O confronto de junho aconteceu principalmente em território iraniano, com bombardeios direcionados a instalações militares e nucleares. Os Estados Unidos participaram das ações militares, atacando instalações de enriquecimento nuclear iranianas durante o conflito.
Em fevereiro deste ano, o presidente americano Donald Trump restabeleceu uma campanha denominada “pressão máxima” contra o Irã. A iniciativa culminou nos ataques de junho contra três instalações críticas de enriquecimento, com o objetivo declarado de impedir o desenvolvimento de armas nucleares pelo governo iraniano.

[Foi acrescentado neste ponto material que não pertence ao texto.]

//! Built-in semantic token requests backed by a word provider.

use parley_lsp::semantic_tokens::apply_edits;
use parley_lsp::{SemanticToken, Server, ServerOptions, TextDocument};
use parley_types::PositionEncoding;
use parley_types::semantic_tokens::{SemanticTokensEdit, SemanticTokensLegend};
use serde_json::{Value, json};

use crate::common::TestClient;

const URI: &str = "file:///tmp/words.txt";

/// One token per ASCII word; type 1 for capitalized words, else 0.
fn words(document: &TextDocument, _encoding: PositionEncoding) -> Vec<SemanticToken> {
    let mut tokens = Vec::new();
    for (line, text) in document.text().lines().enumerate() {
        let mut start = None;
        for (i, ch) in text.char_indices().chain([(text.len(), ' ')]) {
            match (start, ch.is_ascii_alphanumeric()) {
                (None, true) => start = Some(i),
                (Some(s), false) => {
                    let upper = text[s..].starts_with(|c: char| c.is_ascii_uppercase());
                    tokens.push(SemanticToken::new(
                        line as u32,
                        s as u32,
                        (i - s) as u32,
                        u32::from(upper),
                        0,
                    ));
                    start = None;
                }
                _ => {}
            }
        }
    }
    tokens
}

fn token_server() -> Server {
    Server::builder(ServerOptions::default())
        .semantic_tokens(
            SemanticTokensLegend::new(["variable", "type"], ["declaration"]),
            words,
        )
        .build()
}

async fn full(client: &mut TestClient) -> Value {
    client
        .request(
            "textDocument/semanticTokens/full",
            json!({"textDocument": {"uri": URI}}),
        )
        .await["result"]
        .clone()
}

async fn delta(client: &mut TestClient, previous: &Value) -> Value {
    client
        .request(
            "textDocument/semanticTokens/full/delta",
            json!({"textDocument": {"uri": URI}, "previousResultId": previous}),
        )
        .await["result"]
        .clone()
}

fn data(value: &Value) -> Vec<u32> {
    serde_json::from_value(value["data"].clone()).unwrap()
}

#[tokio::test]
async fn capabilities_advertise_legend_and_delta() {
    let mut client = TestClient::start(token_server());
    let result = client.initialize(json!({})).await;
    let provider = &result["capabilities"]["semanticTokensProvider"];
    assert_eq!(provider["legend"]["tokenTypes"], json!(["variable", "type"]));
    assert_eq!(provider["full"], json!({"delta": true}));
    assert_eq!(provider["range"], true);
}

#[tokio::test]
async fn full_encodes_relative_tuples() {
    let mut client = TestClient::start(token_server());
    client.initialize(json!({})).await;
    client.open(URI, 1, "let Foo = bar\n  baz").await;

    let result = full(&mut client).await;
    assert!(result["resultId"].is_string());
    assert_eq!(
        data(&result),
        vec![0, 0, 3, 0, 0, 0, 4, 3, 1, 0, 0, 6, 3, 0, 0, 1, 2, 3, 0, 0]
    );
}

#[tokio::test]
async fn unchanged_document_yields_empty_delta_with_same_id() {
    let mut client = TestClient::start(token_server());
    client.initialize(json!({})).await;
    client.open(URI, 1, "alpha beta").await;

    let first = full(&mut client).await;
    let again = full(&mut client).await;
    assert_eq!(first["resultId"], again["resultId"]);

    let result = delta(&mut client, &first["resultId"]).await;
    assert_eq!(result["resultId"], first["resultId"]);
    assert_eq!(result["edits"], json!([]));
}

#[tokio::test]
async fn edit_produces_delta_that_reconstructs_new_tokens() {
    let mut client = TestClient::start(token_server());
    client.initialize(json!({})).await;
    client.open(URI, 1, "alpha beta\ngamma").await;
    let first = full(&mut client).await;
    let old = data(&first);

    client
        .change(
            URI,
            2,
            json!([{"range": {"start": {"line": 0, "character": 5}, "end": {"line": 0, "character": 5}}, "text": " Mid"}]),
        )
        .await;

    let result = delta(&mut client, &first["resultId"]).await;
    assert_ne!(result["resultId"], first["resultId"]);
    let edits: Vec<SemanticTokensEdit> = serde_json::from_value(result["edits"].clone()).unwrap();
    assert!(!edits.is_empty());

    let fresh = data(
        &client
            .request(
                "textDocument/semanticTokens/range",
                json!({"textDocument": {"uri": URI}, "range": {"start": {"line": 0, "character": 0}, "end": {"line": 9, "character": 0}}}),
            )
            .await["result"],
    );
    assert_eq!(apply_edits(&old, &edits).unwrap(), fresh);

    // The new id is now the delta base.
    let next = delta(&mut client, &result["resultId"]).await;
    assert_eq!(next["edits"], json!([]));
}

#[tokio::test]
async fn unknown_previous_id_falls_back_to_full() {
    let mut client = TestClient::start(token_server());
    client.initialize(json!({})).await;
    client.open(URI, 1, "one two").await;
    let result = delta(&mut client, &json!("does-not-exist")).await;
    assert!(result.get("edits").is_none());
    assert_eq!(data(&result).len(), 10);
}

#[tokio::test]
async fn range_limits_to_overlapping_tokens() {
    let mut client = TestClient::start(token_server());
    client.initialize(json!({})).await;
    client.open(URI, 1, "a b\nc d\ne f").await;
    let reply = client
        .request(
            "textDocument/semanticTokens/range",
            json!({"textDocument": {"uri": URI}, "range": {"start": {"line": 1, "character": 0}, "end": {"line": 1, "character": 3}}}),
        )
        .await;
    assert_eq!(data(&reply["result"]), vec![1, 0, 1, 0, 0, 0, 2, 1, 0, 0]);
}

#[tokio::test]
async fn close_drops_cached_result() {
    let mut client = TestClient::start(token_server());
    client.initialize(json!({})).await;
    client.open(URI, 1, "x").await;
    let first = full(&mut client).await;

    client
        .notify("textDocument/didClose", json!({"textDocument": {"uri": URI}}))
        .await;
    let reply = client
        .request(
            "textDocument/semanticTokens/full",
            json!({"textDocument": {"uri": URI}}),
        )
        .await;
    assert_eq!(reply["error"]["code"], -32803);

    client.open(URI, 1, "x").await;
    let result = delta(&mut client, &first["resultId"]).await;
    assert!(result.get("edits").is_none(), "expected a full result after reopen");
}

Após a saída unilateral dos EUA do acordo nuclear de 2015, decisão tomada por Trump em 2018, o Irã intensificou seu programa de enriquecimento de urânio, atingindo níveis de até 60% de pureza. Este patamar está tecnicamente próximo ao necessário para a produção de armamentos nucleares.
A Agência Internacional de Energia Atômica (AIEA) afirma que o país manteve um programa organizado de armas nucleares até 2003. Teerã, por sua vez, sustenta que seu programa atômico tem finalidades exclusivamente pacíficas.
No final de dezembro, durante encontro com o primeiro-ministro israelense Benjamin Netanyahu na Flórida, Trump advertiu sobre possíveis novos ataques militares caso o Irã tente reconstruir seu programa nuclear.
Sobre possíveis negociações, o chanceler iraniano rejeitou imposições unilaterais que chamou de “ditames”, mas afirmou estar aberto a negociações, se elas se basearem no “respeito e em interesses mútuos”.